POSIX (computer) command

nohup is a POSIX command which means "no hang up". Its purpose is to execute a command such that it ignores the HUP (hangup) signal and therefore does not stop when the user logs out.

Output that would normally go to the terminal goes to a file called nohup.out, if it has not already been redirected.

== Use ==
The first of the commands below starts the program abcd in the background in such a way that the subsequent logout does not stop it.

$ nohup abcd &
$ exit

Note that these methods prevent the process from being sent a 'stop' signal on logout, but if input/output is being received for these standard I/O files (stdin, stdout, or stderr), they will still hang the terminal. See Overcoming hanging, below.

nohup is often used in combination with the nice command to run processes on a lower priority.

$ nohup nice abcd &
$ exit

==Implementations==
Some shells (e.g. bash) provide a shell builtin that may be used to prevent SIGHUP being sent or propagated to existing jobs, even if they were not started with nohup. In bash, this can be obtained by using disown -h job; using the same builtin without arguments removes the job from the job table, which also implies that the job will not receive the signal. Before using disown on an active job, it should be stopped by Ctrl-Z, and continued in the background by the bg command. Another relevant bash option is shopt huponexit, which automatically sends the HUP signal to jobs when the shell is exiting normally.

The AIX and Solaris versions of nohup have a -p option that modifies a running process to ignore future SIGHUP signals. Unlike the above-described disown builtin of bash, nohup -p accepts process IDs.

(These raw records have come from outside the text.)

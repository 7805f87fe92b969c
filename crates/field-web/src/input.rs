use glam::Vec2;
use web_sys as web;

/// Pointer position in CSS pixels relative to the viewport, the coordinate
/// space the simulation runs in.
#[inline]
pub fn pointer_viewport_px(ev: &web::MouseEvent) -> Vec2 {
    Vec2::new(ev.client_x() as f32, ev.client_y() as f32)
}

/// `mouseout` bubbles from every element; only a null `relatedTarget` means
/// the pointer left the window.
#[inline]
pub fn left_window(ev: &web::MouseEvent) -> bool {
    ev.related_target().is_none()
}
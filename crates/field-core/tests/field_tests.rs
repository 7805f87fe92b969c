// Host-side tests for grid construction and per-particle physics.

use field_core::*;
use rand::rngs::StdRng;
use rand::{Rng, SeedableRng};

fn build(width: f32, height: f32, spacing: f32) -> ParticleField {
    let cfg = FieldConfig::default().with_grid_spacing(spacing);
    let mut rng = StdRng::seed_from_u64(7);
    let mut field = ParticleField::empty();
    field.regrid(Viewport::new(width, height), &cfg, &mut rng);
    field
}

#[test]
fn particle_count_matches_grid_formula() {
    let cases = [
        (0.0, 0.0, 50.0),
        (100.0, 100.0, 50.0),
        (1920.0, 1080.0, 50.0),
        (333.0, 77.0, 50.0),
        (1280.0, 720.0, 37.5),
        (49.9, 50.1, 50.0),
    ];
    for (w, h, s) in cases {
        let field = build(w, h, s);
        let expected = ((w + s) / s).ceil() as usize * ((h + s) / s).ceil() as usize;
        assert_eq!(field.len(), expected, "viewport {w}x{h} spacing {s}");
        assert_eq!(field.len(), grid_steps(w, s) * grid_steps(h, s));
    }
}

#[test]
fn anchors_cover_viewport_plus_overflow() {
    let (w, h, s) = (1366.0, 768.0, 50.0);
    let field = build(w, h, s);
    for p in field.particles() {
        let a = p.anchor();
        assert!(a.x >= 0.0 && a.x < w + s, "x out of range: {a}");
        assert!(a.y >= 0.0 && a.y < h + s, "y out of range: {a}");
        assert_eq!(p.pos, a);
        assert_eq!(p.radius, PARTICLE_RADIUS);
    }
    let max_x = field.particles().iter().map(|p| p.anchor().x).fold(0.0, f32::max);
    let max_y = field.particles().iter().map(|p| p.anchor().y).fold(0.0, f32::max);
    assert!(max_x >= w, "grid must reach past the right edge");
    assert!(max_y >= h, "grid must reach past the bottom edge");
}

#[test]
fn grid_is_row_major() {
    let field = build(200.0, 100.0, 50.0);
    let ps = field.particles();
    assert_eq!(ps[0].anchor(), Vec2::new(0.0, 0.0));
    assert_eq!(ps[1].anchor(), Vec2::new(50.0, 0.0));
    let cols = grid_steps(200.0, 50.0);
    assert_eq!(ps[cols].anchor(), Vec2::new(0.0, 50.0));
}

#[test]
fn densities_stay_in_range() {
    let field = build(1920.0, 1080.0, 50.0);
    for p in field.particles() {
        assert!(p.density() >= DENSITY_MIN && p.density() < DENSITY_MAX);
    }
}

#[test]
fn regrid_bumps_generation() {
    let cfg = FieldConfig::default();
    let mut rng = StdRng::seed_from_u64(1);
    let mut field = ParticleField::empty();
    assert_eq!(field.generation(), 0);
    field.regrid(Viewport::new(300.0, 200.0), &cfg, &mut rng);
    field.regrid(Viewport::new(300.0, 200.0), &cfg, &mut rng);
    assert_eq!(field.generation(), 2);
    assert_eq!(field.spacing(), GRID_SPACING);
}

#[test]
fn viewport_sanitises_extents() {
    let v = Viewport::new(-10.0, f32::NAN);
    assert_eq!(v.width, 0.0);
    assert_eq!(v.height, 0.0);
    assert_eq!(Viewport::new(800.0, 600.0).center(), Vec2::new(400.0, 300.0));
}

#[test]
fn close_pointer_pushes_particle_away() {
    let mut rng = StdRng::seed_from_u64(99);
    for _ in 0..500 {
        let anchor = Vec2::new(400.0, 300.0);
        let density = rng.gen_range(DENSITY_MIN..DENSITY_MAX);
        let mut p = Particle::new(anchor, PARTICLE_RADIUS, density);
        let angle = rng.gen_range(0.0..std::f32::consts::TAU);
        let dist = rng.gen_range(0.5..MOUSE_RADIUS - 0.5);
        let pointer = anchor + Vec2::from_angle(angle) * dist;

        let before = p.pos;
        p.update(Some(pointer), MOUSE_RADIUS, RELAX_DIVISOR);
        let moved = p.pos - before;

        assert!(moved.length() > 0.0, "no displacement at d={dist}");
        assert!(
            moved.dot(before - pointer) > 0.0,
            "displacement {moved} points toward the pointer"
        );
    }
}

#[test]
fn push_magnitude_scales_with_proximity_and_density() {
    let anchor = Vec2::new(100.0, 100.0);
    let pointer = Vec2::new(70.0, 100.0); // 30px to the left
    let mut p = Particle::new(anchor, PARTICLE_RADIUS, 10.0);
    p.update(Some(pointer), MOUSE_RADIUS, RELAX_DIVISOR);
    let expected = (MOUSE_RADIUS - 30.0) / MOUSE_RADIUS * 10.0;
    assert!((p.pos.x - (100.0 + expected)).abs() < 1e-4);
    assert_eq!(p.pos.y, 100.0);

    let mut near = Particle::new(anchor, PARTICLE_RADIUS, 10.0);
    let mut far = Particle::new(anchor, PARTICLE_RADIUS, 10.0);
    near.update(Some(Vec2::new(90.0, 100.0)), MOUSE_RADIUS, RELAX_DIVISOR);
    far.update(Some(Vec2::new(10.0, 100.0)), MOUSE_RADIUS, RELAX_DIVISOR);
    assert!(near.offset().length() > far.offset().length());
}

#[test]
fn coincident_pointer_stays_finite() {
    let anchor = Vec2::new(250.0, 250.0);
    let mut p = Particle::new(anchor, PARTICLE_RADIUS, 12.0);
    p.update(Some(anchor), MOUSE_RADIUS, RELAX_DIVISOR);
    assert!(p.pos.is_finite());
    // Full force straight up.
    assert_eq!(p.pos, Vec2::new(250.0, 238.0));
}

#[test]
fn relaxation_is_monotonic_and_lands_on_anchor() {
    for pointer in [None, Some(Vec2::new(10_000.0, 10_000.0))] {
        let anchor = Vec2::new(50.0, 50.0);
        let mut p = Particle::new(anchor, PARTICLE_RADIUS, 5.0);
        p.pos = anchor + Vec2::new(40.0, -30.0);

        let mut prev = p.offset().length();
        let mut frames = 0;
        while p.pos != anchor {
            p.update(pointer, MOUSE_RADIUS, RELAX_DIVISOR);
            let cur = p.offset().length();
            assert!(cur < prev, "offset grew from {prev} to {cur}");
            prev = cur;
            frames += 1;
            assert!(frames < 500, "relaxation did not terminate");
        }
        assert_eq!(p.offset(), Vec2::ZERO);
    }
}

#[test]
fn pointer_at_exact_radius_does_not_repel() {
    let anchor = Vec2::new(0.0, 0.0);
    let mut p = Particle::new(anchor, PARTICLE_RADIUS, 30.0);
    p.update(Some(Vec2::new(MOUSE_RADIUS, 0.0)), MOUSE_RADIUS, RELAX_DIVISOR);
    assert_eq!(p.pos, anchor);
}

#[test]
fn spacing_below_particle_radius_is_rejected_before_allocating() {
    let cfg = FieldConfig::default().with_grid_spacing(0.001);
    let result = Simulation::new(cfg, Viewport::new(1920.0, 1080.0), Theme::Default, 1);
    assert!(matches!(
        result,
        Err(ConfigError::SpacingBelowRadius { .. })
    ));
}

#[test]
fn huge_viewport_is_capped_at_max_particles() {
    let field = build(1.0e9, 1.0e9, GRID_SPACING);
    assert!(field.len() <= MAX_PARTICLES, "got {}", field.len());
    assert!(!field.is_empty());

    let field = build(20_000.0, 20_000.0, PARTICLE_RADIUS);
    assert!(field.len() <= MAX_PARTICLES);
    let cols = grid_steps(20_000.0, PARTICLE_RADIUS);
    assert_eq!(field.len() % cols, 0, "only whole rows are dropped");
}

#[test]
fn capped_grid_leaves_ordinary_grids_alone() {
    assert_eq!(capped_grid(40, 23), (40, 23));
    assert_eq!(capped_grid(0, 5), (0, 5));
    assert_eq!(capped_grid(MAX_PARTICLES * 3, 7), (MAX_PARTICLES, 1));
    let (c, r) = capped_grid(10_001, 10_001);
    assert_eq!(c, 10_001);
    assert!(c * r <= MAX_PARTICLES);
}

The nohup command has also been ported to the IBM i operating system.

==Overcoming hanging==
Note that nohupping backgrounded jobs is typically used to avoid terminating them when logging off from a remote SSH session. A different issue that often arises in this situation is that ssh is refusing to log off ("hangs"), since it refuses to lose any data from/to the background job(s). This problem can also be overcome by redirecting all three I/O streams:

$ nohup ./myprogram > foo.out 2> foo.err < /dev/null &

Also note that a closing SSH session does not always send a HUP signal to dependent processes, such as when a pseudo-terminal has not been allocated.

==Alternatives==
- A terminal multiplexer can run a command in a separate session, detached from the current terminal, which means that if the current session ends, the detached session and its associated processes keeps running. One can then reattach to the session later on.
For example, the following invocation of screen will run somescript.sh in the background of a detached session:

$ screen -A -m -d -S somename ./somescript.sh &

- The disown shell builtin is used in some shells to remove jobs from the job table, or to mark jobs so that a SIGHUP signal is not sent on session termination.